====== Task data ======

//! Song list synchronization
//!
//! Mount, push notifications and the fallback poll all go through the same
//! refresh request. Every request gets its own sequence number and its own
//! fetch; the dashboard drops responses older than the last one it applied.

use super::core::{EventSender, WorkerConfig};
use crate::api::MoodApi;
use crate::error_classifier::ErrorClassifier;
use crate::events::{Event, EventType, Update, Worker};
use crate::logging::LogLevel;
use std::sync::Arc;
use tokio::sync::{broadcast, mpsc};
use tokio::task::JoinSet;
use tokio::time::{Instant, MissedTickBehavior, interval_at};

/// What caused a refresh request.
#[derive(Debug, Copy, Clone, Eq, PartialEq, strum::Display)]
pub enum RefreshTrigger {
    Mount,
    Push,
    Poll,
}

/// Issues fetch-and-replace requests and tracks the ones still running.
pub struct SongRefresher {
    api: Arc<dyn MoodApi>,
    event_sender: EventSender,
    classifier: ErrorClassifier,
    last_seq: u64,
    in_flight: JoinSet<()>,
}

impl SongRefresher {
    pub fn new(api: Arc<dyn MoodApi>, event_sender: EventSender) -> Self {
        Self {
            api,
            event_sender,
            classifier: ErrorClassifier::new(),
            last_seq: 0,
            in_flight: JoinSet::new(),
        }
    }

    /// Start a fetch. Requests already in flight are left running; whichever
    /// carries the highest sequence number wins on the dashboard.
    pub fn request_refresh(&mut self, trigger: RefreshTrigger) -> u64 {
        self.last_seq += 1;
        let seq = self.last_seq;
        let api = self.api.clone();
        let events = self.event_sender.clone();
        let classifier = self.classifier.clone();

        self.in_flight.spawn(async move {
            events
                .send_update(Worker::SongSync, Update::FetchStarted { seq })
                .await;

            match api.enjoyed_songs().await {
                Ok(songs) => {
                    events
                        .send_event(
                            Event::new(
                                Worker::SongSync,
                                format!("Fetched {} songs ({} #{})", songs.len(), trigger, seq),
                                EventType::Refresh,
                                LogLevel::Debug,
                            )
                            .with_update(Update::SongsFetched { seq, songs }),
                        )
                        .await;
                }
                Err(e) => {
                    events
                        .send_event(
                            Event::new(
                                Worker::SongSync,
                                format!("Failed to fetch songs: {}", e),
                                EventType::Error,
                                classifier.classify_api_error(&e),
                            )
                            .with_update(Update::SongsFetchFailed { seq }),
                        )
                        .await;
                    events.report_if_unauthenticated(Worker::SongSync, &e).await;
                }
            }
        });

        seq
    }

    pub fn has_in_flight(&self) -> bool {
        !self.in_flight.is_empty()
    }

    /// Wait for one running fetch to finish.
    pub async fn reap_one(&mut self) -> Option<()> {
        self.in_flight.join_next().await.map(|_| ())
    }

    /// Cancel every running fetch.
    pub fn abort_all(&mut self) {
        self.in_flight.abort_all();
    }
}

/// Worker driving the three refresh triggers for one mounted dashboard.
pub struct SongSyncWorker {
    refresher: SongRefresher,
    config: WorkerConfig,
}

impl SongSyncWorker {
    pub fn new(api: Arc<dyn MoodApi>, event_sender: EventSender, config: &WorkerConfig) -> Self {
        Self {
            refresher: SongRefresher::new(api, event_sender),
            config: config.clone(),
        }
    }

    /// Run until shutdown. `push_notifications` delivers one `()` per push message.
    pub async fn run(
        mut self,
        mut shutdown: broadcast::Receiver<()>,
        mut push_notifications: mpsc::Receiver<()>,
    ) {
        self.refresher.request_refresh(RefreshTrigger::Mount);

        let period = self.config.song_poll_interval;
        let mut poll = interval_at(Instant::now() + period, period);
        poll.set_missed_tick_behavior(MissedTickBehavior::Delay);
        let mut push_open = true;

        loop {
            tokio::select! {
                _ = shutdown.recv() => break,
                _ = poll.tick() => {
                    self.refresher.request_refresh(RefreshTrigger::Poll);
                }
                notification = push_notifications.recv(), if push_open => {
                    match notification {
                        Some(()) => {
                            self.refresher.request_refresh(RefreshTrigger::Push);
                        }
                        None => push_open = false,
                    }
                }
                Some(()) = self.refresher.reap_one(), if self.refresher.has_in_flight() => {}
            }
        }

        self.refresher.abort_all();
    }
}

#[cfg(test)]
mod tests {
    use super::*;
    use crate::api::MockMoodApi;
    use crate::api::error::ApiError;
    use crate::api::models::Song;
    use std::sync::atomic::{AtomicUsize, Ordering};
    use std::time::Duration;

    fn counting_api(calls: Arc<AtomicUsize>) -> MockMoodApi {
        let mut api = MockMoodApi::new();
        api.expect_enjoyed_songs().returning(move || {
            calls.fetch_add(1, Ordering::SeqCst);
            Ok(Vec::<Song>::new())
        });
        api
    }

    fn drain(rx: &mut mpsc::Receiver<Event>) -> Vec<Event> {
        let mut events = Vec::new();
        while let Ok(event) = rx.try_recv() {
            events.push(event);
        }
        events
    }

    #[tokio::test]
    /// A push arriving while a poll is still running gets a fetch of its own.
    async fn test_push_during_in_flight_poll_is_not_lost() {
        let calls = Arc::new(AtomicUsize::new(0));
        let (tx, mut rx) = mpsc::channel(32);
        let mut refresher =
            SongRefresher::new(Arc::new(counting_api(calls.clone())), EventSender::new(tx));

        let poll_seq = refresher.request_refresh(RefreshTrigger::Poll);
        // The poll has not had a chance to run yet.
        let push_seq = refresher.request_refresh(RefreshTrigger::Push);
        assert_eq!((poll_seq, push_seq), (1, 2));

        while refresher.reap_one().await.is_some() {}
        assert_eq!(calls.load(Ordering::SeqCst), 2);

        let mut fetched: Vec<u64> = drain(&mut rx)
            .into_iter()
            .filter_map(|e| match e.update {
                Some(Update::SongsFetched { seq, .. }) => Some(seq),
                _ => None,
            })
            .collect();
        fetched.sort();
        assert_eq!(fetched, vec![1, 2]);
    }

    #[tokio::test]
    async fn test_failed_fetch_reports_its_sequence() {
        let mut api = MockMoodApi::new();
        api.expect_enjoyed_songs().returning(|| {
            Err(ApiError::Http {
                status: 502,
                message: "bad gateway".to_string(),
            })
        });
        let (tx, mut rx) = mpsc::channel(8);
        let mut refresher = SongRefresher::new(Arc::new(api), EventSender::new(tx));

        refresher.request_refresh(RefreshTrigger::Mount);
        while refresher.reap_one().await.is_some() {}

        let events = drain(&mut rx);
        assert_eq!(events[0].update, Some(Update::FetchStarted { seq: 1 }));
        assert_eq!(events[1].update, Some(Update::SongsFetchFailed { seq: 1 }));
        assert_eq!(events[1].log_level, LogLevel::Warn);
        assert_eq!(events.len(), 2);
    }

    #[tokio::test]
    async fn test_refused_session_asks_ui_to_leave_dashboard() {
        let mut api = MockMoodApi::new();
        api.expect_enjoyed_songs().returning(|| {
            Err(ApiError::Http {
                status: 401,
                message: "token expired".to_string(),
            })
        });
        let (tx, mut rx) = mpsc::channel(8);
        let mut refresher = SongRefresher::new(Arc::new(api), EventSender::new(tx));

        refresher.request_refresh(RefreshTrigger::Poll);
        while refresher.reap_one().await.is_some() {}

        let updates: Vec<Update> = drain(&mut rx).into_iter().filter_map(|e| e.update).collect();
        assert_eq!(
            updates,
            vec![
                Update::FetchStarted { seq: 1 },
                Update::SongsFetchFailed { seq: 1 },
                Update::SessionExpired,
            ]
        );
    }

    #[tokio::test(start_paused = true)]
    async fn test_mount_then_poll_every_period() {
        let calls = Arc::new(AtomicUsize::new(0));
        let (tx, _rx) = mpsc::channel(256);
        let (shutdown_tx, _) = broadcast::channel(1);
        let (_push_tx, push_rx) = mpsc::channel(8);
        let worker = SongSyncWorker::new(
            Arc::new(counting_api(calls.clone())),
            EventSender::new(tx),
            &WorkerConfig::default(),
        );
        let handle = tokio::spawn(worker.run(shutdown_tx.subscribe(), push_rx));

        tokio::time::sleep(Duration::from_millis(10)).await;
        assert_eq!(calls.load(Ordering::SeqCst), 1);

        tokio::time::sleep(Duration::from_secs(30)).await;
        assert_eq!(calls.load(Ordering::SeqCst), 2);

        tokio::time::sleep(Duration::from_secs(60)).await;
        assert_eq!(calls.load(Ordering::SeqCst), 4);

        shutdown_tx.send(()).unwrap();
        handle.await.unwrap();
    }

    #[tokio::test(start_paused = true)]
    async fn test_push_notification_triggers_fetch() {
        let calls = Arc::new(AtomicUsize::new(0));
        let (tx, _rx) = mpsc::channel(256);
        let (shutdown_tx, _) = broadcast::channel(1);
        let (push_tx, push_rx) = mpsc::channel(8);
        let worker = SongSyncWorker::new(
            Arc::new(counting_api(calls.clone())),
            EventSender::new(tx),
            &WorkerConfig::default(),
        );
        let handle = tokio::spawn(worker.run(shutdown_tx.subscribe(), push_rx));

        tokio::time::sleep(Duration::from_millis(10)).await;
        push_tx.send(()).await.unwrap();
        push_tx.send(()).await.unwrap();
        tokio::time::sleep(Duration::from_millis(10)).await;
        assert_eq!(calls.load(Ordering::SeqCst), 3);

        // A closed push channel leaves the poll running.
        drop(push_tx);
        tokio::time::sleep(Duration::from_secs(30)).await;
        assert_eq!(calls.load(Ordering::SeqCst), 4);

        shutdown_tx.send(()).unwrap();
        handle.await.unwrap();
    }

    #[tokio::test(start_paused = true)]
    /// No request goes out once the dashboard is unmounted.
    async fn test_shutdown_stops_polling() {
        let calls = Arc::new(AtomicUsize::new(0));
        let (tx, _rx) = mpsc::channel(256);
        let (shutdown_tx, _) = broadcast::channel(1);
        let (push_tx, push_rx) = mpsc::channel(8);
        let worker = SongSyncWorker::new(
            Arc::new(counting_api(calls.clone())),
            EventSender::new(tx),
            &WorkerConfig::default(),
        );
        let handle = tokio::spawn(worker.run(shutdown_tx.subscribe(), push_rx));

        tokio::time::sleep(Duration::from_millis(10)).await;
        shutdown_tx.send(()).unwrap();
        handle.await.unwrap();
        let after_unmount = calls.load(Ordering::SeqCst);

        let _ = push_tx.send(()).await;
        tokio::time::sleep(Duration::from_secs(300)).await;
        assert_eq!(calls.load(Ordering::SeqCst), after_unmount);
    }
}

======
====== Task data ======

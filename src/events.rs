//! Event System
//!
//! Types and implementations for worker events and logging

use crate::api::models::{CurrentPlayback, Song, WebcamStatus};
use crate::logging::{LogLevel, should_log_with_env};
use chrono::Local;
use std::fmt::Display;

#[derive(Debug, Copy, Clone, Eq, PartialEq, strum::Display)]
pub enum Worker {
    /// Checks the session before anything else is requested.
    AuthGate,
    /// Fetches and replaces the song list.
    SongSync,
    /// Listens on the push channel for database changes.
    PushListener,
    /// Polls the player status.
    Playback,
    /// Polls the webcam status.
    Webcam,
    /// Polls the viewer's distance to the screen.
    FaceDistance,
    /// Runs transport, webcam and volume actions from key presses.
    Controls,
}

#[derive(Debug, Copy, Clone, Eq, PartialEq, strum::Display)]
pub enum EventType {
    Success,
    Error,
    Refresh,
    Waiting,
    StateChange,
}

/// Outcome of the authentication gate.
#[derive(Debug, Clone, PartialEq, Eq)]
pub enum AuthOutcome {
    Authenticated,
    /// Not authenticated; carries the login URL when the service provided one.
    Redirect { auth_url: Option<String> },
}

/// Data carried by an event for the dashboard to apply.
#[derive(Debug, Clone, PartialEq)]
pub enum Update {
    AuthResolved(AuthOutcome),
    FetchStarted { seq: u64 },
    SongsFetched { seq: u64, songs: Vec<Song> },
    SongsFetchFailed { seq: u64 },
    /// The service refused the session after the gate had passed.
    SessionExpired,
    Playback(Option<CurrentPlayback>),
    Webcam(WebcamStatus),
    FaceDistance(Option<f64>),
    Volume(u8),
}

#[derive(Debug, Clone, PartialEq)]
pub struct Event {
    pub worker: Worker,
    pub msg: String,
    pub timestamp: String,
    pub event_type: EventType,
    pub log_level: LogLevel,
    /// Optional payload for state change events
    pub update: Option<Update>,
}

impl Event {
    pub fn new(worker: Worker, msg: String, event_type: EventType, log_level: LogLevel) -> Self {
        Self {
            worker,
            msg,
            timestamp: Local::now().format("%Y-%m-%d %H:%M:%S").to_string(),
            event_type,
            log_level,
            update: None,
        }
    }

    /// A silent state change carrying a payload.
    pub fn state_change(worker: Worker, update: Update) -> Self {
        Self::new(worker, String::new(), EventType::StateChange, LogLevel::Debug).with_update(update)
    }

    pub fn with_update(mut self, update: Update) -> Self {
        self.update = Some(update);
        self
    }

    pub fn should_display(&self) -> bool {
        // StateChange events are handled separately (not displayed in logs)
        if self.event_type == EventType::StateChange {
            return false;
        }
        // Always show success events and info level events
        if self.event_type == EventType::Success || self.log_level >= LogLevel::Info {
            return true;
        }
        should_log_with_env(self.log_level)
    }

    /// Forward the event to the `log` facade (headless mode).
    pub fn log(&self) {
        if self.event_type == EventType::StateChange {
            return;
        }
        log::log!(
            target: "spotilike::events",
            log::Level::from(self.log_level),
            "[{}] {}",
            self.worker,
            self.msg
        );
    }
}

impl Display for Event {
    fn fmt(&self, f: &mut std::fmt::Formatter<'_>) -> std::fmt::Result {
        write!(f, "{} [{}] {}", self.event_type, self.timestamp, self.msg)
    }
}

======
====== Task data ======

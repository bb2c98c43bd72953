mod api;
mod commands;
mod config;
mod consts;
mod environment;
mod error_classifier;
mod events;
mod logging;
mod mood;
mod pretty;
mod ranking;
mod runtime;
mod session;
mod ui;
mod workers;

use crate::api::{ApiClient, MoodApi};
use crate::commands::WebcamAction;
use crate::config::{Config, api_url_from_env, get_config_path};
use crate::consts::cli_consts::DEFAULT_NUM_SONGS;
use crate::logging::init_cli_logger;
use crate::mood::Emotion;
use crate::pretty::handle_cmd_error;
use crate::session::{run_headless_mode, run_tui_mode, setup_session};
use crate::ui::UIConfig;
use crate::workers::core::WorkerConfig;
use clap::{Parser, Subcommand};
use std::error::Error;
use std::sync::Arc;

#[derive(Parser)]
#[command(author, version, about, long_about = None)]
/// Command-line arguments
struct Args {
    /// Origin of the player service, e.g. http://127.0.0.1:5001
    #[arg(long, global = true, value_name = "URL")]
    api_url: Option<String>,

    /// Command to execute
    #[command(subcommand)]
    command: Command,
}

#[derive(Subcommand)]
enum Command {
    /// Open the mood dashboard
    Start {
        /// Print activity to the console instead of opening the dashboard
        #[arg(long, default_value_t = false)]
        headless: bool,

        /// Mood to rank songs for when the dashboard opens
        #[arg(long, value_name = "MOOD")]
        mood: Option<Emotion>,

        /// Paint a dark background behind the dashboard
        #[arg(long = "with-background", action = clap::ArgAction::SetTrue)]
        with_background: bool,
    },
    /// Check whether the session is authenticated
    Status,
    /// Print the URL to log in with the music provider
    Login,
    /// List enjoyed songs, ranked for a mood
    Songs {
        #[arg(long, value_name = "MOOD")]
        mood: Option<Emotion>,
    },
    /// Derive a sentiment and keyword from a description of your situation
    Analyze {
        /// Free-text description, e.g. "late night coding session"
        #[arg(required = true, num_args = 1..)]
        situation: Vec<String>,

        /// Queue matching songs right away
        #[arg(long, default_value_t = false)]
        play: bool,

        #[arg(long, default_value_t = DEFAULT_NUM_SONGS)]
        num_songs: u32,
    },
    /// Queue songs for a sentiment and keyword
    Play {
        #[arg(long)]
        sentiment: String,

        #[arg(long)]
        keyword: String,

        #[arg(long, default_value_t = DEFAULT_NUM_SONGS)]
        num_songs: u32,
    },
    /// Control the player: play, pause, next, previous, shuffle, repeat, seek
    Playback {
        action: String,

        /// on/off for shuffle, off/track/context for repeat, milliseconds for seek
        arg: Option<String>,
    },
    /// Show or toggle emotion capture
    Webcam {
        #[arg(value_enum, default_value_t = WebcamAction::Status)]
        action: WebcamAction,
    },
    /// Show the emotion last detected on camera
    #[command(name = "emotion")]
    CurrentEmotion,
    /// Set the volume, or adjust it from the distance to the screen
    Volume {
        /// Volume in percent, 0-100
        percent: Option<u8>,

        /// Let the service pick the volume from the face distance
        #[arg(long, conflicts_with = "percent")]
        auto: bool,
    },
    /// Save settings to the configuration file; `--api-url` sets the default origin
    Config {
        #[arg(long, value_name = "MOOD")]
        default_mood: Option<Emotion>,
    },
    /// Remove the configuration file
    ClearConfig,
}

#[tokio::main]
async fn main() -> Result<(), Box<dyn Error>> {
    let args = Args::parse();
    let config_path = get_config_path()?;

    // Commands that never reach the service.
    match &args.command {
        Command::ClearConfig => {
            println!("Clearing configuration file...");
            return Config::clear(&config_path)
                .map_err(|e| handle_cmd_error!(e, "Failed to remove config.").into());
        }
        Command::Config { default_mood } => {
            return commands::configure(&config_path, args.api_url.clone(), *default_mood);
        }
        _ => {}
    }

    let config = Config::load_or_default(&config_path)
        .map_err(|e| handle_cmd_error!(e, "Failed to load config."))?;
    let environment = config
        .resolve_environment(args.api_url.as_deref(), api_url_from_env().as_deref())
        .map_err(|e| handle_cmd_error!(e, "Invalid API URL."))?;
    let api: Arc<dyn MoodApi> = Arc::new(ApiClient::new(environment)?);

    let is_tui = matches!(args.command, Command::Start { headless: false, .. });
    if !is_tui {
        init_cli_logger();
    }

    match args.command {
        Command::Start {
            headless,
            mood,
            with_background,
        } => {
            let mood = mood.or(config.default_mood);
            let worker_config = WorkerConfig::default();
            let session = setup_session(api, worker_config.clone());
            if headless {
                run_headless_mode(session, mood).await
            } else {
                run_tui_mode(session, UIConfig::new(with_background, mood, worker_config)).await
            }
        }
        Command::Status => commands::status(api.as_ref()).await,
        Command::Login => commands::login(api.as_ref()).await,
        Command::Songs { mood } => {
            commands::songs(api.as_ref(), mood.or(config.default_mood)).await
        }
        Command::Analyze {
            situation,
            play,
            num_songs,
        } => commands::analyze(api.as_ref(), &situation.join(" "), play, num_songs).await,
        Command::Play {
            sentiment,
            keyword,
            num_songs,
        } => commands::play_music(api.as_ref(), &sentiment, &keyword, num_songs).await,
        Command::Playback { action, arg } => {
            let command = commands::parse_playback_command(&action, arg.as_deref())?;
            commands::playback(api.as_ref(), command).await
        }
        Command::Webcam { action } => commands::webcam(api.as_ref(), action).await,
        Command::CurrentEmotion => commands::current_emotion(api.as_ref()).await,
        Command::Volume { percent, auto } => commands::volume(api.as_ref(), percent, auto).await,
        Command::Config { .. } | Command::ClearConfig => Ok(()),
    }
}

======

**Exercise directions:** Please go through each line of the data and count those that contain the string "core"; give that number alone.

**Solution to this task:** 2